The humanoid robotics craze is a lot like the crypto craze. Pure vibes and motivated reasoning. Like crypto, there is actual value there, but way out of proportion to the hype.
Honda is going to come out with a new Civic next year. It's going to look like the old Civic.
Tesla is trying to create self driving taxis to make the rest of the auto industry obsolete.
If you think that can happen, they should be worth more than the rest of the industry.
This is a pretty baffling take. Most people in the world operate their own cars, and even if taxis were free, a large portion of them would continue to operate their own cars because it's convenient.
Taxis also don't replace a good chunk of the new vehicle market. People driving fleet trucks aren't going to work out of taxis. The top selling vehicles in the USA are pickup trucks, and it isn't even close.
Lastly, even if they succeed, competition will catch up and the market will be saturated.
In 20 years, people will still be buying the humble Civic. While the next 20 years at Tesla will probably be a string of market failures and wacky promises of personal space craft or some shit.
Waymo is already in the lead, and OEMs will be beating down Waymo's door to license a simplified Driver stack if L3 autonomy becomes a sales-driver (ha!)
Edit: Waymo already has strategic partnerships with Toyota and the Hyundai group, so OEMs are already further along this path than I thought
I'm just offering a reasonable explanation for why people value it.
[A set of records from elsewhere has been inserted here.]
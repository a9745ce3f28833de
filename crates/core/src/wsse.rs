//! WSSE authentication header derivation.
//!
//! The Fotolife endpoint authenticates with a `X-WSSE` UsernameToken:
//! `PasswordDigest = base64(sha1(nonce + created + api_key))`. The nonce
//! and timestamp are supplied by the caller so the derivation stays pure.

use base64::engine::general_purpose::STANDARD;
use base64::Engine as _;
use sha1::{Digest, Sha1};

/// Derive the base64 password digest from its raw ingredients.
pub fn password_digest(nonce: &[u8], created: &str, api_key: &str) -> String {
    let mut hasher = Sha1::new();
    hasher.update(nonce);
    hasher.update(created.as_bytes());
    hasher.update(api_key.as_bytes());
    STANDARD.encode(hasher.finalize())
}

/// Render the complete `X-WSSE` header value.
pub fn header(username: &str, api_key: &str, nonce: &[u8], created: &str) -> String {
    format!(
        "UsernameToken Username=\"{}\", PasswordDigest=\"{}\", Nonce=\"{}\", Created=\"{}\"",
        username,
        password_digest(nonce, created, api_key),
        STANDARD.encode(nonce),
        created,
    )
}
//! Core library for hatena-md
//!
//! This crate implements the **Functional Core** of the hatena-md
//! application: pure transformation functions with zero I/O. The companion
//! `hatena-md` crate is the Imperative Shell that performs the file system
//! and network operations and orchestrates the functions defined here.
//!
//! All functions in this crate adhere to these principles:
//!
//! - **Pure functions**: Same input always produces the same output
//! - **No side effects**: No I/O operations, no external state mutations
//! - **Testable**: Can be tested with simple fixture data, no mocking required
//!
//! # Module Organization
//!
//! - [`frontmatter`]: YAML front-matter split/compose for Markdown files
//! - [`entry`]: the blog entry document model and output-path derivation
//! - [`images`]: Markdown image reference and Fotolife embed-token scanning
//! - [`tex`]: display-math transcoding between `$$` blocks and `[tex:]` embeds
//! - [`atom`]: AtomPub entry payload construction and response parsing
//! - [`wsse`]: WSSE authentication header derivation

pub mod atom;
pub mod entry;
pub mod error;
pub mod frontmatter;
pub mod images;
pub mod tex;
pub mod wsse;

pub use error::Error;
Nobody has to agree.
They are one of many organisations trying to do that and they are not the most successful at it.
The best case scenario for a self-driving company would be to target software and sensor solution packages that they can sell or license to other manufacturers. Such a vendor can focus on the self-driving problem and not have to bother with things like "we found a surprisingly big market niche for a 11-passenger minibus, but no platform for it" or "to sell it in the EU we need the headlights to be 5cm lower". I'd expect the margins are also a hell of a lot higher if they don't have to include two tonnes of steel with each auto-driver license they sell.
Maybe they build a small number of test mules, or just chop-shop a few off-the-shelf cars as a R&D fleet, but they hardly need to be a seven-figures-per-year manufacturer to be supplying those needs.
That's even assuming they come out green in the competition to deliver robotaxis. Right now the leading player in the US market is a company who is neither Tesla nor a legacy vehicle manufacturer. It's an adtech who started gluing the contents of a Radio Shack onto the worst cars you could possibly think of (Chrysler Pacificas and Jaguar i-Paces? Really?) and turned it into something that's an everyday thing in several major cities.
Tesla FSD story reminds me of the fracas that was early OS/2. IBM sold people 286 hardware on the promise of it running OS/2, so they had to waste a lot of effort building a 286-capable OS/2 that was clunky and almost immediately obsolete. No matter how talented Tesla's R&D team are, they're walled in by design choices made on existing vehicles (i. e. relying on cameras instead of lidar). I wonder if they'd be better off being ran as an arm's length startup to address the problem more generically, and then they can sell it to other firms if it turns out that the best solution won't work on existing Tesla hardware.